«Апокалипсис фрагментации»
Несколько типов фрагментации в современной поэзии, в чем-то пересекающиеся друг с другом.
Постмодернистский «коллажный» тип.
Романтический тип, фиксирующий «мгновенность переживания»…[84]
Речь далее пойдет о типе, наиболее наглядно отражающем и механизм фрагментации, и ее пределы.
Действительно, моностих — еще не предел фрагментации. Он способен обладать некоторой целостностью — афористической, например.
Фрагментация может идти дальше — до расщепления на отдельные слова и морфемы. «Дыр бул щил» и прочий «заумный» язык.

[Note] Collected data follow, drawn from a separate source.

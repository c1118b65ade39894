//! Strict parsing of raw JSON into the canonical v3 [`GraphConfig`].
//!
//! Parsing is the closed-world boundary: unknown fields anywhere in the
//! payload are rejected (mirroring the original schema's `extra="forbid"`),
//! and `schema_version` must read `"3.0"` literally. Anything else goes
//! through [`crate::upgrader`] first.

use miette::Diagnostic;
use serde_json::Value;
use thiserror::Error;

use crate::ir::{GraphConfig, SCHEMA_VERSION};

#[derive(Debug, Error, Diagnostic)]
pub enum ParseError {
    #[error("payload declares schema_version '{found}', expected '{expected}'")]
    #[diagnostic(code(flowforge::parser::wrong_schema_version))]
    WrongSchemaVersion { found: String, expected: &'static str },

    #[error(transparent)]
    #[diagnostic(code(flowforge::parser::malformed))]
    Malformed(#[from] serde_json::Error),
}

/// Parse a raw JSON value that already claims to be schema v3.
///
/// Rejects anything not versioned exactly `"3.0"` — callers with older or
/// ambiguous payloads should route through [`crate::upgrader::upgrade_graph_config`]
/// instead, which accepts this function's error as a signal to fall back to
/// legacy migration.
pub fn parse_graph_config(raw: &Value) -> Result<GraphConfig, ParseError> {
    if let Some(version) = raw.get("schema_version").and_then(Value::as_str) {
        if version != SCHEMA_VERSION {
            return Err(ParseError::WrongSchemaVersion {
                found: version.to_string(),
                expected: SCHEMA_VERSION,
            });
        }
    }
    let config: GraphConfig = serde_json::from_value(raw.clone())?;
    Ok(config)
}

/// Probe whether a raw payload looks like a v3 config without fully
/// validating it — used by the upgrader to pick a migration path.
#[must_use]
pub fn is_graph_config(raw: &Value) -> bool {
    raw.get("schema_version")
        .and_then(Value::as_str)
        .is_some_and(|v| v.starts_with("3."))
        && raw.get("graph").is_some_and(Value::is_object)
}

Все это хорошо в виде разового эксперимента. Развитие тут едва ли возможно — дальше двигаться почти некуда. Разве что по кругу.
Александр Уланов пишет в своей статье об одном направлении в американской поэзии конца 1970-х — начала 1980-х: так называемой «языковой школе», Language School.
Справедливо отметив влияние, которое оказал на «языковую школу» русский футуризм, Уланов продолжает:
Language School изменила американскую поэзию. В 2007-м Hejinian была избрана канцлером Американской академии поэтов. Сейчас надо быть принципиальным ретроградом (вроде группы «новых формалистов»), чтобы продолжать в прежнем духе прямого высказывания[85].
Не берусь судить, насколько избрание Лин Хеджинян (и вообще избрание кого-то куда-то кем-то) является серьезным аргументом в разговоре о поэзии. Может, оно и явило собой триумф Language School и посрамление «ретроградов»: я не специалист по современной американской поэзии.
Далее, однако, Уланов переходит к поэзии российской — и сетует на слишком малое, по его мнению, число «русских авторов, взаимодействовавших с Language School».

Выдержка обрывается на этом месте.